Isu panas di dunia digital: marketplace besar Tokopedia dirumorkan akan tutup dan beralih ke TikTok Shop, bikin konsumen panik!

Badan Perlindungan Konsumen Nasional (BPKN) langsung angkat bicara soal rumor itu. Ketua BPKN Mufti Mubarok menegaskan bahwa perubahan model bisnis—apalagi yang berujung penghapusan layanan berbayar Tokopedia PLUS—tidak boleh merugikan konsumen yang sudah membayar di muka.

Tokopedia PLUS dikenal memberi paket bebas ongkir tanpa batas, pengiriman cepat, dan diskon eksklusif dengan biaya langganan sekitar Rp150–Rp300 ribu per 6 bulan. BPKN mengimbau agar pelanggan simpan bukti pembayaran, dan menuntut opsi refund proporsional atau pengalihan manfaat ke platform lain seperti TikTok Shop dengan fitur setara.

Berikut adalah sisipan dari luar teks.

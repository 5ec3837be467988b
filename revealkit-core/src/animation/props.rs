use crate::scene::stage::Style;

/// Independent property groups. At most one transition runs per node per group.
#[derive(
    Clone, Copy, Debug, PartialEq, Eq, PartialOrd, Ord, Hash, serde::Serialize, serde::Deserialize,
)]
pub enum PropertyGroup {
    /// `x`, `y` and `rotation`.
    Transform,
    /// `opacity` and `visible`.
    Appearance,
}

impl PropertyGroup {
    /// Both groups, in a stable order.
    pub const ALL: [PropertyGroup; 2] = [PropertyGroup::Transform, PropertyGroup::Appearance];
}

/// Sparse set of animatable properties. `None` means "not touched".
#[derive(Clone, Copy, Debug, Default, PartialEq, serde::Serialize, serde::Deserialize)]
#[serde(default)]
pub struct PropertySet {
    /// Horizontal translation in px.
    #[serde(skip_serializing_if = "Option::is_none")]
    pub x: Option<f64>,
    /// Vertical translation in px.
    #[serde(skip_serializing_if = "Option::is_none")]
    pub y: Option<f64>,
    /// Rotation in degrees.
    #[serde(skip_serializing_if = "Option::is_none")]
    pub rotation: Option<f64>,
    /// Opacity; clamped to `[0, 1]` when applied.
    #[serde(skip_serializing_if = "Option::is_none")]
    pub opacity: Option<f64>,
    /// Visibility flag.
    #[serde(skip_serializing_if = "Option::is_none")]
    pub visible: Option<bool>,
}

impl PropertySet {
    /// Empty set.
    pub fn new() -> Self {
        Self::default()
    }

    /// Set `x`.
    pub fn x(mut self, v: f64) -> Self {
        self.x = Some(v);
        self
    }

    /// Set `y`.
    pub fn y(mut self, v: f64) -> Self {
        self.y = Some(v);
        self
    }

    /// Set `rotation`.
    pub fn rotation(mut self, v: f64) -> Self {
        self.rotation = Some(v);
        self
    }

    /// Set `opacity`.
    pub fn opacity(mut self, v: f64) -> Self {
        self.opacity = Some(v);
        self
    }

    /// Set `visible`.
    pub fn visible(mut self, v: bool) -> Self {
        self.visible = Some(v);
        self
    }

    /// Whether no property is set.
    pub fn is_empty(&self) -> bool {
        self.groups().next().is_none()
    }

    /// Whether any property of `group` is set.
    pub fn touches(&self, group: PropertyGroup) -> bool {
        match group {
            PropertyGroup::Transform => {
                self.x.is_some() || self.y.is_some() || self.rotation.is_some()
            }
            PropertyGroup::Appearance => self.opacity.is_some() || self.visible.is_some(),
        }
    }

    /// Groups touched by this set.
    pub fn groups(&self) -> impl Iterator<Item = PropertyGroup> + '_ {
        PropertyGroup::ALL.into_iter().filter(|g| self.touches(*g))
    }

    /// Only the properties belonging to `group`.
    pub fn restrict(&self, group: PropertyGroup) -> Self {
        match group {
            PropertyGroup::Transform => Self {
                x: self.x,
                y: self.y,
                rotation: self.rotation,
                ..Self::default()
            },
            PropertyGroup::Appearance => Self {
                opacity: self.opacity,
                visible: self.visible,
                ..Self::default()
            },
        }
    }

    /// Read the current value of every property set in `self` from `style`.
    pub fn capture(&self, style: &Style) -> Self {
        Self {
            x: self.x.map(|_| style.x),
            y: self.y.map(|_| style.y),
            rotation: self.rotation.map(|_| style.rotation),
            opacity: self.opacity.map(|_| style.opacity),
            visible: self.visible.map(|_| style.visible),
        }
    }

    /// `self`, with properties missing here taken from `fallback`.
    pub fn or(&self, fallback: &Self) -> Self {
        Self {
            x: self.x.or(fallback.x),
            y: self.y.or(fallback.y),
            rotation: self.rotation.or(fallback.rotation),
            opacity: self.opacity.or(fallback.opacity),
            visible: self.visible.or(fallback.visible),
        }
    }

    /// Write every set property into `style`. Opacity is clamped to `[0, 1]`.
    pub fn apply(&self, style: &mut Style) {
        if let Some(v) = self.x {
            style.x = v;
        }
        if let Some(v) = self.y {
            style.y = v;
        }
        if let Some(v) = self.rotation {
            style.rotation = v;
        }
        if let Some(v) = self.opacity {
            style.opacity = v.clamp(0.0, 1.0);
        }
        if let Some(v) = self.visible {
            style.visible = v;
        }
    }
}

/// Interpolation between two values at eased progress `t`.
pub trait Lerp: Sized {
    /// Value at `t` (which may leave `[0, 1]` for overshooting eases).
    fn lerp(a: &Self, b: &Self, t: f64) -> Self;
}

impl Lerp for f64 {
    fn lerp(a: &Self, b: &Self, t: f64) -> Self {
        a + (b - a) * t
    }
}

impl Lerp for bool {
    // Becoming visible happens as soon as progress leaves the start; hiding waits for the end.
    fn lerp(a: &Self, b: &Self, t: f64) -> Self {
        if a == b {
            return *a;
        }
        if *b { t > 0.0 } else { t < 1.0 }
    }
}

fn lerp_opt<T: Lerp + Copy>(a: Option<T>, b: Option<T>, t: f64) -> Option<T> {
    match (a, b) {
        (Some(a), Some(b)) => Some(T::lerp(&a, &b, t)),
        (None, b) => b,
        (a, None) => a,
    }
}

impl Lerp for PropertySet {
    fn lerp(a: &Self, b: &Self, t: f64) -> Self {
        Self {
            x: lerp_opt(a.x, b.x, t),
            y: lerp_opt(a.y, b.y, t),
            rotation: lerp_opt(a.rotation, b.rotation, t),
            opacity: lerp_opt(a.opacity, b.opacity, t),
            visible: lerp_opt(a.visible, b.visible, t),
        }
    }
}

#[cfg(test)]
#[path = "../../tests/unit/animation/props.rs"]
mod tests;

Belum ada pernyataan resmi dari Tokopedia maupun TikTok Shop soal isu ini, namun kekhawatiran konsumen makin nyata di tengah ekosistem e-commerce yang terus berubah cepat. 

Memang penting menjaga hak konsumen — tapi soal rumor marketplace tutup sampai diawasi negara nasional? Ini bukan hanya persoalan refund, ini soal kepercayaan digital di mana konsumen berharap bukan sekadar promo, tapi kepastian layanan jangka panjang.